EXERCISE GOAL ▸ From the listing below, extract every line in which the word "reference" appears.

DATASET RECORDS ▸
_ _ _ _

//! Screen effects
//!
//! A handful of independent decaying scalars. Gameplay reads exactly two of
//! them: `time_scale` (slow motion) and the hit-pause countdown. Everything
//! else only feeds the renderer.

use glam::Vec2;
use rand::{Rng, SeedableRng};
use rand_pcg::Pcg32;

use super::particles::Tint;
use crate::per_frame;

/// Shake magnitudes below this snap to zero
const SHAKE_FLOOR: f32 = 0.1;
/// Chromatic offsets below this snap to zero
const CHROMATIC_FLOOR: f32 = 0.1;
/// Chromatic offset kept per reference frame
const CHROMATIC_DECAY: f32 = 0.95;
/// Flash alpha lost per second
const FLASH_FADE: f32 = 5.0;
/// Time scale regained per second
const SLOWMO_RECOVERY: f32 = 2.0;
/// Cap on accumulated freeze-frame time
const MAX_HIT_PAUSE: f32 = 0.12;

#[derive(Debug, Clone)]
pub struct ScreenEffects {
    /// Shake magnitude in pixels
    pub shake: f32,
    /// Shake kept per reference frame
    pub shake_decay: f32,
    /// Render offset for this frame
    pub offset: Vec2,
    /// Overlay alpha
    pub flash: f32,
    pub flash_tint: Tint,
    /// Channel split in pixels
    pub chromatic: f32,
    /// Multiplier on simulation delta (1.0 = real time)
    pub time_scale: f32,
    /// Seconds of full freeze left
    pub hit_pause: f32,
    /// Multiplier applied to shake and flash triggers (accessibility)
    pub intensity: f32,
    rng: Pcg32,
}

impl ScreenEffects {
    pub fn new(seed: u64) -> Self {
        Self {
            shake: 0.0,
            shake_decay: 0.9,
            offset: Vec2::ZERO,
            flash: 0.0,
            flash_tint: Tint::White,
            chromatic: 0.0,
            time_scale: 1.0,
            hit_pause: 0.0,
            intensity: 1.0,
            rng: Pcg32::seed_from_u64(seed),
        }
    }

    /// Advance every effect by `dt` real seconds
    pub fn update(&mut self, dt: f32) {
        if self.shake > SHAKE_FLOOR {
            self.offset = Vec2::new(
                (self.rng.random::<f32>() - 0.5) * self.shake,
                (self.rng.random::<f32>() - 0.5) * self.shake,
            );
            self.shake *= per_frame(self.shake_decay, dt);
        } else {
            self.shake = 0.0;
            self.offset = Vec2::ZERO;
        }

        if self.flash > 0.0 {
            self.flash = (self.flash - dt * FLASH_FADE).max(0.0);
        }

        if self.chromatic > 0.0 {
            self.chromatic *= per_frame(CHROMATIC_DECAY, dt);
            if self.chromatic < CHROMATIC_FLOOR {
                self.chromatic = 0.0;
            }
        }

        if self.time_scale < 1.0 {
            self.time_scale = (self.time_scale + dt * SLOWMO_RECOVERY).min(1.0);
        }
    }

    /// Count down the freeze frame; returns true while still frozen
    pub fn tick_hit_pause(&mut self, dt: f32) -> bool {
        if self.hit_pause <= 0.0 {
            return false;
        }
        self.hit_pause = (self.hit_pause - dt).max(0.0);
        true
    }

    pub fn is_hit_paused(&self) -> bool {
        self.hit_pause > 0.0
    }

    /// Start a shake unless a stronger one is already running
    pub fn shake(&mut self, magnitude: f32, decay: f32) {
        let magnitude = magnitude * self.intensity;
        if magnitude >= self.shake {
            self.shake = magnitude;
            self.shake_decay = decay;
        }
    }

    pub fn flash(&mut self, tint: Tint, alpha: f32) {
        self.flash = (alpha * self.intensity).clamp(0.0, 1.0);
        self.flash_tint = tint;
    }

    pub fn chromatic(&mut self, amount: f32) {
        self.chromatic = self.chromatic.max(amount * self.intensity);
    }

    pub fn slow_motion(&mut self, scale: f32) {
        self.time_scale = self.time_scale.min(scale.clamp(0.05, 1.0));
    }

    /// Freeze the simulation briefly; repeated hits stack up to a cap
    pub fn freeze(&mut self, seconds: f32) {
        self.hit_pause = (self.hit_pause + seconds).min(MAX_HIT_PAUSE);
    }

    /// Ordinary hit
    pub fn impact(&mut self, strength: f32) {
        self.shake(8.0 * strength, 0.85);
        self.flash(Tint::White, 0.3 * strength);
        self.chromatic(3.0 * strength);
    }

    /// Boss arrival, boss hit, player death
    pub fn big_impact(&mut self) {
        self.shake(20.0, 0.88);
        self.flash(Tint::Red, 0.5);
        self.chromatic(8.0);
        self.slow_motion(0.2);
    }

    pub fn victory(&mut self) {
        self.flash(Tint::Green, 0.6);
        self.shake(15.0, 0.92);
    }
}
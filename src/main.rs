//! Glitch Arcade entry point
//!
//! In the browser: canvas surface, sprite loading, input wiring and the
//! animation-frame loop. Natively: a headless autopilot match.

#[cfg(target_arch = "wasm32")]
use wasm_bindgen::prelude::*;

_ _ _ _

TASK ANSWER ▸
/// Chromatic offset kept per reference frame
    /// Shake kept per reference frame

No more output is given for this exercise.